The very first food blog I ever read was 101 Cookbooks.  Wasn’t it everyone’s first food blog?  Heidi has a unique sense of ingredients, and the way she photographs and writes about her dishes makes it seem like you’re in her kitchen eating with her.

One of the ingredients she introduced me to was Soba Noodles.  It bears repeating that until college, I mostly ate a non-exploratory diet, so something as wild as Chinese noodles was unheard of by me.  Now I’m a big fan of Soba Noodles, using them in oriental flavored meals as a way to satisfy my pasta craving without having to make Italian.  They are made from a combination of whole wheat and buckwheat, giving them a unique texture that I prefer over whole-wheat Italian pastas actually.

To give this meal some unique flavors, I’m using ingredients that some might not be familiar with.  First, I used Miso Paste to flavor the tofu.  Miso is a traditional Japanese paste that is made from fermenting soy.  If you’ve ever had Miso Soup before while out for sushi, this is what it is made from.  It’s high in B12 and works as a probiotic.  Gomasio is a combination of dry roasted sesame seeds and sea salt, which is sprinkled on top of the noodles.  It is low in sodium and actually makes a good replacement for table salt.  I like to use it whenever I’m making Asian food.  Both items can be found at your local heath food stores.

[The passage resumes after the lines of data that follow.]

//! ticketlens - AI-Driven ITSM Ticket Analysis
//!
//! Retrieves service-management tickets from a ServiceNow-style backend, a
//! Jira-style backend, or a flat-file export, normalizes them into one
//! canonical record shape, and produces recurring-issue pattern reports,
//! knowledge-base gap analyses, and activity summaries — AI-assisted when a
//! completion provider is available, deterministic otherwise.
//!
//! ## Core Pipeline
//!
//! - **Normalization**: three heterogeneous sources map into
//!   [`types::CanonicalTicket`]; export columns resolve through an alias
//!   table inspected once per file
//! - **Detection**: [`analysis::detect_patterns`] groups deterministically
//!   by category and description signature
//! - **Parsing**: [`analysis::parse_pattern_response`] converts free-text
//!   completions back into structured records, never returning nothing for
//!   a non-empty response
//! - **Aggregation**: role-bucket dedup, timelines, and the canonical
//!   chronological sort in [`analysis::aggregate`]
//!
//! A failed completion call is recovered exactly once by falling back to
//! the deterministic detector; AI unavailability never blocks a report.
//!
//! ## Modules
//!
//! - [`types`]: canonical records, analysis outputs, errors, date handling
//! - [`source`]: backend clients, export reader, field aliasing, filters
//! - [`ai`]: completion providers and prompt construction
//! - [`analysis`]: detector, response parser, aggregation, orchestration
//! - [`report`]: report assembly, JSON/markdown emission, KB drafts
//! - [`config`]: layered configuration

pub mod ai;
pub mod analysis;
pub mod cli;
pub mod config;
pub mod constants;
pub mod report;
pub mod source;
pub mod types;

// =============================================================================
// Core Re-exports
// =============================================================================

// Configuration
pub use config::{BackendKind, Config, ConfigLoader};

// Error Types
pub use types::error::{ErrorCategory, Result, TicketError, UpstreamError};

// Records
pub use types::{CanonicalTicket, GapType, KbArticle, KnowledgeGap, RecurringPattern, TicketType};

// =============================================================================
// Pipeline Re-exports
// =============================================================================

pub use analysis::{
    GapAnalysis, PatternAnalysis, detect_missing_gaps, detect_patterns, merge_role_buckets,
    parse_gap_response, parse_pattern_response, run_gap_analysis, run_pattern_analysis,
};

pub use source::{ImportFilter, JiraClient, RoleScope, ServiceNowClient, resolve_columns};

// =============================================================================
// AI Re-exports
// =============================================================================

pub use ai::{CompletionProvider, ProviderConfig, SharedProvider, create_provider};
//! Configuration
//!
//! Layered configuration (defaults → global → project → env) assembled
//! once at the process boundary.

mod loader;
mod types;

pub use loader::ConfigLoader;
pub use types::{AnalysisConfig, BackendKind, Config, LlmConfig, SourceConfig};
//! OpenAI-Compatible API Provider
//!
//! Completion provider using the Chat Completions API. Works against the
//! hosted service or any compatible gateway via `api_base`.

use async_trait::async_trait;
use secrecy::{ExposeSecret, SecretString};
use serde::{Deserialize, Serialize};
use std::time::Duration;
use tracing::{debug, info, warn};

use super::{CompletionProvider, ProviderConfig};
use crate::types::{Result, TicketError, UpstreamError};

const DEFAULT_API_BASE: &str = "https://api.openai.com/v1";
const DEFAULT_MODEL: &str = "gpt-4o-mini";
const SYSTEM_PROMPT: &str = "You are an experienced IT service-management analyst. \
    Follow the requested output structure as closely as possible.";

/// OpenAI-compatible provider with secure API key handling
pub struct OpenAiProvider {
    /// API key stored securely - never exposed in logs or debug output
    api_key: SecretString,
    api_base: String,
    model: String,
    temperature: f32,
    max_tokens: usize,
    client: reqwest::Client,
}

impl std::fmt::Debug for OpenAiProvider {
    fn fmt(&self, f: &mut std::fmt::Formatter<'_>) -> std::fmt::Result {
        f.debug_struct("OpenAiProvider")
            .field("api_key", &"[REDACTED]")
            .field("api_base", &self.api_base)
            .field("model", &self.model)
            .field("temperature", &self.temperature)
            .field("max_tokens", &self.max_tokens)
            .finish()
    }
}

impl OpenAiProvider {
    pub fn new(config: ProviderConfig) -> Result<Self> {
        let api_key = config.api_key.ok_or_else(|| {
            TicketError::Config(
                "OpenAI API key not configured. Set llm.api_key or TICKETLENS_LLM__API_KEY"
                    .to_string(),
            )
        })?;

        let api_base = config
            .api_base
            .unwrap_or_else(|| DEFAULT_API_BASE.to_string());
        let model = config.model.unwrap_or_else(|| DEFAULT_MODEL.to_string());

        let client = reqwest::Client::builder()
            .timeout(Duration::from_secs(config.timeout_secs))
            .build()
            .map_err(|e| TicketError::Config(format!("Failed to create HTTP client: {e}")))?;

        Ok(Self {
            api_key: SecretString::from(api_key),
            api_base,
            model,
            temperature: config.temperature,
            max_tokens: config.max_tokens,
            client,
        })
    }
}

#[async_trait]
impl CompletionProvider for OpenAiProvider {
    async fn complete(&self, prompt: &str) -> Result<String> {
        info!(
            "Requesting completion from OpenAI (model: {}, temperature: {})",
            self.model, self.temperature
        );

        let request = ChatCompletionRequest {
            model: self.model.clone(),
            messages: vec![
                ChatMessage {
                    role: "system".to_string(),
                    content: SYSTEM_PROMPT.to_string(),
                },
                ChatMessage {
                    role: "user".to_string(),
                    content: prompt.to_string(),
                },
            ],
            temperature: self.temperature,
            max_tokens: Some(self.max_tokens),
        };

        let url = format!("{}/chat/completions", self.api_base);
        debug!("Sending request to {}", url);

        let response = self
            .client
            .post(&url)
            .header(
                "Authorization",
                format!("Bearer {}", self.api_key.expose_secret()),
            )
            .header("Content-Type", "application/json")
            .json(&request)
            .send()
            .await
            .map_err(|e| UpstreamError::from_transport(e.to_string(), "openai"))?;

        let status = response.status();
        if !status.is_success() {
            let body = response.text().await.unwrap_or_default();
            return Err(UpstreamError::from_http_status(status.as_u16(), body, "openai").into());
        }

        let body: ChatCompletionResponse = response
            .json()
            .await
            .map_err(|e| UpstreamError::from_transport(e.to_string(), "openai"))?;

        let content = body
            .choices
            .into_iter()
            .next()
            .and_then(|c| c.message.content)
            .ok_or_else(|| {
                TicketError::from(UpstreamError::from_transport(
                    "No content in completion response",
                    "openai",
                ))
            })?;

        debug!("Received {} characters of completion text", content.len());
        Ok(content)
    }

    fn name(&self) -> &str {
        "openai"
    }

    fn model(&self) -> &str {
        &self.model
    }

    async fn health_check(&self) -> Result<bool> {
        let url = format!("{}/models", self.api_base);

        let response = self
            .client
            .get(&url)
            .header(
                "Authorization",
                format!("Bearer {}", self.api_key.expose_secret()),
            )
            .send()
            .await;

        match response {
            Ok(resp) if resp.status().is_success() => Ok(true),
            Ok(resp) => {
                warn!("OpenAI API check failed: {}", resp.status());
                Ok(false)
            }
            Err(e) => {
                warn!("OpenAI API check failed: {}", e);
                Ok(false)
            }
        }
    }
}

// Request/Response types

#[derive(Debug, Serialize)]
struct ChatCompletionRequest {
    model: String,
    messages: Vec<ChatMessage>,
    temperature: f32,
    #[serde(skip_serializing_if = "Option::is_none")]
    max_tokens: Option<usize>,
}

#[derive(Debug, Serialize)]
struct ChatMessage {
    role: String,
    content: String,
}

#[derive(Debug, Deserialize)]
struct ChatCompletionResponse {
    choices: Vec<Choice>,
}

#[derive(Debug, Deserialize)]
struct Choice {
    message: ResponseMessage,
}

#[derive(Debug, Deserialize)]
struct ResponseMessage {
    content: Option<String>,
}

#[cfg(test)]
mod tests {
    use super::*;

    #[test]
    fn test_requires_api_key() {
        let err = OpenAiProvider::new(ProviderConfig::default()).unwrap_err();
        assert!(matches!(err, TicketError::Config(_)));
    }

    #[test]
    fn test_defaults_applied() {
        let provider = OpenAiProvider::new(ProviderConfig {
            api_key: Some("sk-test".to_string()),
            ..Default::default()
        })
        .unwrap();
        assert_eq!(provider.model(), DEFAULT_MODEL);
        assert_eq!(provider.api_base, DEFAULT_API_BASE);
    }
}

This dish came out of a need to create a quick, but healthy, weeknight meal.  Our go-to around this house was always some sort of vegetable filled pasta, but I wanted to bring something new to the mix.  Soba Noodles cook very fast, so really the longest part is waiting for the water to boil. Start by cooking the tofu, while you prep your other ingredients and the water boils.   If you need a healthy dinner, you can make this in a flash!


Spring Soba Noodles

1 Tablespoon of Safflower Oil
1 Vegetable Bullion Cube
1 Tablespoon of Miso Paste
1 Package of Extra Firm Tofu, cut into 1-inch cubes
1 Teaspoon Red Pepper Flakes
2 Tablespoons of Shyou, divided in half
1 Package of Soba Noodles
1 Bunch of Bok Choy
2 Heads of Broccoli, chopped in small pieces
1 Bunch of Spring Onion, chopped
Olive Oil

In a large skillet, heat the Oil on medium, dissolving the Miso and Bouillon Cube in it.  Add the tofu and Red Pepper Flakes to the Oil, and letting the Tofu brown, stirring frequently.

Meanwhile, bring a large pot of water to a boil with 1 Tablespoon of the Shyou.  Add the Soba Noodles to the water.  Place a steaming basket above the noodles, and steam the Bok Choy.  Two minutes before the Soba Noodles are done cooking, add the Broccoli to the water.  Once the Soba Noodles are done, remove the steaming Bok Choy, setting it aside, and reserve 1 Cup of the cooking liquid before draining out the Noodles and Broccoli.

Add the reserved cup of cooking liquid, Noodles, Broccoli, and remaining Shyou to the large skillet with the Tofu.  Toss everything together while the cooking liquid evaporates.  Tongs work well to do this.

Plate the Noodles, topping them with the Spring Onion and Gomasio.  Serve with the Bok Choy, which can be drizzled with Olive Oil, Salt, and Pepper to taste.  Serves 6.